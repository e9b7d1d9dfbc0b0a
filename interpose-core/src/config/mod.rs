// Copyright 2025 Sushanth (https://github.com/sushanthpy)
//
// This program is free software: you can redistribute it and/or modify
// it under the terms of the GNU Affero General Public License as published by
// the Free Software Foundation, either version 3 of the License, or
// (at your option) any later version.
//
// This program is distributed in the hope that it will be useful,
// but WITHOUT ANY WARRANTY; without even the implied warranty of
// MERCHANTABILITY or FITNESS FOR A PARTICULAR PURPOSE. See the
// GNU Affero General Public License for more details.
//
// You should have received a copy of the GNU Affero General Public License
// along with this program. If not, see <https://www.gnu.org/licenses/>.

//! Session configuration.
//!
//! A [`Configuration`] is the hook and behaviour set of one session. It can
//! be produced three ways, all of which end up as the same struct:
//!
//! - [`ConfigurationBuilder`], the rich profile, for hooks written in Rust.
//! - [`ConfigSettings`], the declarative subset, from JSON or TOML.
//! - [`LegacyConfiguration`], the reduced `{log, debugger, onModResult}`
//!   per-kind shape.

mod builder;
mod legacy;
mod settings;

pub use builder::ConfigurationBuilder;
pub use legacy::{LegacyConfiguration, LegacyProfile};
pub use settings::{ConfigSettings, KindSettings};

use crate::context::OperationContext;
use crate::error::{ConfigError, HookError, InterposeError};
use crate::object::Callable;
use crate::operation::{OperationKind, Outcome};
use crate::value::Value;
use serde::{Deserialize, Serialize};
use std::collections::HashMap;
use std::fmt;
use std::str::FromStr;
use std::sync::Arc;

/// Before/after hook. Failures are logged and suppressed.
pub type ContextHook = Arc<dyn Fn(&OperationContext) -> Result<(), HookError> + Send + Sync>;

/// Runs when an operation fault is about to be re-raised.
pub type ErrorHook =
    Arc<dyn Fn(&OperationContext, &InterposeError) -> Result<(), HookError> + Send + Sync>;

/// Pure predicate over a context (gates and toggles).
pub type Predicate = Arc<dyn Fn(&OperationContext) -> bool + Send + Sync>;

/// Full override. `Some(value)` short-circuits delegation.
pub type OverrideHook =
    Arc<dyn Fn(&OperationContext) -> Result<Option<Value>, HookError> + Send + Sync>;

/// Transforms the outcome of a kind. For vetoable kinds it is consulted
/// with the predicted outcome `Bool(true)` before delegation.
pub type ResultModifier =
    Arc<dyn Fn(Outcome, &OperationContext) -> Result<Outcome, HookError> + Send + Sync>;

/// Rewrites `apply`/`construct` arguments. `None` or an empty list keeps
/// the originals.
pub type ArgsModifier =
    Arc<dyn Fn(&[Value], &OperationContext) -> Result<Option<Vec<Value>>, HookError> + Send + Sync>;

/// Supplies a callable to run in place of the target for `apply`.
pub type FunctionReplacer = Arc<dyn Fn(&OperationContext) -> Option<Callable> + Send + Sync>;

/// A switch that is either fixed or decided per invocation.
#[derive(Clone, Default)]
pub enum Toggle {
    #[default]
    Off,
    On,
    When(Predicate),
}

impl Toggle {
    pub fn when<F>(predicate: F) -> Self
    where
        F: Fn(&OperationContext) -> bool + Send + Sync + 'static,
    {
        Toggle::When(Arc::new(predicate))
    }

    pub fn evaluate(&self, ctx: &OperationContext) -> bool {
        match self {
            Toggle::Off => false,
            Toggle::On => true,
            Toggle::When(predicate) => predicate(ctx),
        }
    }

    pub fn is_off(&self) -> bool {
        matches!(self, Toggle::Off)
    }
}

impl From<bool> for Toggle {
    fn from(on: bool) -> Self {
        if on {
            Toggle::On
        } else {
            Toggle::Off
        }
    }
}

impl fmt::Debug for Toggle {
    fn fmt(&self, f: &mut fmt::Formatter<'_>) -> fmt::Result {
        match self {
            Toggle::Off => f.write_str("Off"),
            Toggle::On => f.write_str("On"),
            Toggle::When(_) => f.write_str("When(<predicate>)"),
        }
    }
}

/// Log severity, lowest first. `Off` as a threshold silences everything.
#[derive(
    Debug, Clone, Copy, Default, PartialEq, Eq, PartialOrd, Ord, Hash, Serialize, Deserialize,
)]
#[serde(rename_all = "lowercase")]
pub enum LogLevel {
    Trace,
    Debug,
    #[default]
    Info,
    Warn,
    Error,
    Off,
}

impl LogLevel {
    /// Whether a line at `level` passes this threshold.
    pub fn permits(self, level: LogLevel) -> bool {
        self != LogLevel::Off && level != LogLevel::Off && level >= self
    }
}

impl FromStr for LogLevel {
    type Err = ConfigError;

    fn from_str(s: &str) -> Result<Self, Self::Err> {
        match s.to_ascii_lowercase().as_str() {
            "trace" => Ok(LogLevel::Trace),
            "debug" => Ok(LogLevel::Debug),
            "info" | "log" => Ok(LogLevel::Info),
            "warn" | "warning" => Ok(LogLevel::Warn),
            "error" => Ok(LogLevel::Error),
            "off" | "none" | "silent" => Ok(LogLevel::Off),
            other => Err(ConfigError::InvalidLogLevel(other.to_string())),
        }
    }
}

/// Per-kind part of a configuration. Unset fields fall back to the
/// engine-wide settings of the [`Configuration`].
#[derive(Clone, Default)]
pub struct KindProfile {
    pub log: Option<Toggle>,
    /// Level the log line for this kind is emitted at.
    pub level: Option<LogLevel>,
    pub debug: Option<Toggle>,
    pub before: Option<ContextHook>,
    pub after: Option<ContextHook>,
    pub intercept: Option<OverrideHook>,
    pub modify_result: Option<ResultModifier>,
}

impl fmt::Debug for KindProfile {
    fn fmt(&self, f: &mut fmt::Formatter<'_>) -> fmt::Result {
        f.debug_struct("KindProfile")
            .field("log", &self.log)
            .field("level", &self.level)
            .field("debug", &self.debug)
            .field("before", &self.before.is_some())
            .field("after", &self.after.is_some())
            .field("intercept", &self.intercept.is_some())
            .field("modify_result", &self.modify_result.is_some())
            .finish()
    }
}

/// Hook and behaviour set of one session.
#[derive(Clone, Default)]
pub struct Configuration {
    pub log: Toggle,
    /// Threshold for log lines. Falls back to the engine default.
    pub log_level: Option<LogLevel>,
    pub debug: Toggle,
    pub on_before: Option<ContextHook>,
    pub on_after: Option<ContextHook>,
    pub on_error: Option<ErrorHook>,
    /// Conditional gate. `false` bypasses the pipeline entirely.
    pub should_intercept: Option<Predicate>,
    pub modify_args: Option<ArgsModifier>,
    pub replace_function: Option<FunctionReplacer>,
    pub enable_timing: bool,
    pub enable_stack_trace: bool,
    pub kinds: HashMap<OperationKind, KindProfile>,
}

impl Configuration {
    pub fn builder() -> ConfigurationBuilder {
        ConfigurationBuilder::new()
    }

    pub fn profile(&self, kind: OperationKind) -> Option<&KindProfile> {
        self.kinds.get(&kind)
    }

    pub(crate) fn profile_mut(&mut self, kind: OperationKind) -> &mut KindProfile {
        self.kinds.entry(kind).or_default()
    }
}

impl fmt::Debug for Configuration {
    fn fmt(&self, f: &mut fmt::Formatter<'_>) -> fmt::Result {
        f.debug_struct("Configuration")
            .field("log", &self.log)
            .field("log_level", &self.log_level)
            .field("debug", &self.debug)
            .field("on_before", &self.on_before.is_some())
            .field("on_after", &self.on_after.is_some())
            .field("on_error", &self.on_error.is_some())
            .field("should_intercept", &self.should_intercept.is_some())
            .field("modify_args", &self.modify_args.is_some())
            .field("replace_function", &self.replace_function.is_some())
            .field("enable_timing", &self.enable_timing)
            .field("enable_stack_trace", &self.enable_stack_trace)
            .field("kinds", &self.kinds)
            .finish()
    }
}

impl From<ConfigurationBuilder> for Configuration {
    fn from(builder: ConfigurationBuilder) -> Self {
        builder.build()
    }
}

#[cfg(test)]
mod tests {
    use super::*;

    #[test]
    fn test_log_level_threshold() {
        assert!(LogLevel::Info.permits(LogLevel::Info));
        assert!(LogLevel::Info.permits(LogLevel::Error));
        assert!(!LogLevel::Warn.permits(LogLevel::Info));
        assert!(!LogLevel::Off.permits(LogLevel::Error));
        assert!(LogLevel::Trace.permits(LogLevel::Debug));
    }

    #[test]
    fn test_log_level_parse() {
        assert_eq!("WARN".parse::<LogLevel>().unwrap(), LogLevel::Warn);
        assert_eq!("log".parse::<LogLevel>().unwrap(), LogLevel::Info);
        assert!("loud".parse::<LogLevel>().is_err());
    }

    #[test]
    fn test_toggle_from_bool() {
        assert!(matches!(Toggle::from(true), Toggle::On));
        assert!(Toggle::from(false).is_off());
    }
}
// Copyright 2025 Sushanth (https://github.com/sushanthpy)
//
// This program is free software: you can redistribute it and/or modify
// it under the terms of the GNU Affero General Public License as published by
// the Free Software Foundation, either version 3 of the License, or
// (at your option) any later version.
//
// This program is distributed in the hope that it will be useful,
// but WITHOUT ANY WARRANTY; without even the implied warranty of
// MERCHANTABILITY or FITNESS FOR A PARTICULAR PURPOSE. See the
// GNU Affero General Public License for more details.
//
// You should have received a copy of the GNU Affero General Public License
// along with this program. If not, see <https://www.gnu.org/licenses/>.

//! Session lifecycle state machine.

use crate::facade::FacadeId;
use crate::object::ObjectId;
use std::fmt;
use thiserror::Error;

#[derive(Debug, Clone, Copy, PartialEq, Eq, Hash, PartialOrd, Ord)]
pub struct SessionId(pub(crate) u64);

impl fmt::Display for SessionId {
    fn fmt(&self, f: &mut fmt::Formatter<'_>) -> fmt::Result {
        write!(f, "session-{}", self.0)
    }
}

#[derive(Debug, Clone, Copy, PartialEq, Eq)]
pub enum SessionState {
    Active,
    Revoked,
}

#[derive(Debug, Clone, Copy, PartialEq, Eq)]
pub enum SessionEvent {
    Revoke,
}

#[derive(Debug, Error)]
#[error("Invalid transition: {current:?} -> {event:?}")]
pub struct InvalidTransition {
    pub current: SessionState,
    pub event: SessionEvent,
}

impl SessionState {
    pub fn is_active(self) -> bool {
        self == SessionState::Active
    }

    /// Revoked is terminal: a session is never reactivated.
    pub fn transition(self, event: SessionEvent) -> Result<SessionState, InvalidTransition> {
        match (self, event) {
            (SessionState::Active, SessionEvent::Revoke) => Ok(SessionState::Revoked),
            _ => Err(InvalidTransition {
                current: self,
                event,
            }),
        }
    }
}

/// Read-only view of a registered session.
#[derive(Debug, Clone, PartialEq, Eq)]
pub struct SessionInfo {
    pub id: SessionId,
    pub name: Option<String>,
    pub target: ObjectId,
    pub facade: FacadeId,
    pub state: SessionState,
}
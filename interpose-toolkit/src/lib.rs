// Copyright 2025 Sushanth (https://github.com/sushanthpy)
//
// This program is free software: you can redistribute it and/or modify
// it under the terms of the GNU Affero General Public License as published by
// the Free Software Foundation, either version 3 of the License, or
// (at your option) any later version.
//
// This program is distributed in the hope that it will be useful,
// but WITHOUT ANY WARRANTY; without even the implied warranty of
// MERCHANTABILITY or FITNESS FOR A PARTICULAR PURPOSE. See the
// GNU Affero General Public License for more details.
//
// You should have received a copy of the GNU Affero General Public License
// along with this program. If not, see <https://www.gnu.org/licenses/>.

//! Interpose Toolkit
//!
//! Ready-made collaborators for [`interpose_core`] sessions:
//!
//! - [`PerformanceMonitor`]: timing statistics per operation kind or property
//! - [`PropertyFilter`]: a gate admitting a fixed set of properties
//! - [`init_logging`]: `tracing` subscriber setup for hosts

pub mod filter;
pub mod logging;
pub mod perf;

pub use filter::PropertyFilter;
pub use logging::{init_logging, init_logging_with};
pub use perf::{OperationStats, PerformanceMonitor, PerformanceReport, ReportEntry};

_ _ _ _ _

When you find a line in the records that contains the word "SessionEvent", copy it.

pub enum SessionEvent {
    pub event: SessionEvent,
    pub fn transition(self, event: SessionEvent) -> Result<SessionState, InvalidTransition> {
            (SessionState::Active, SessionEvent::Revoke) => Ok(SessionState::Revoked),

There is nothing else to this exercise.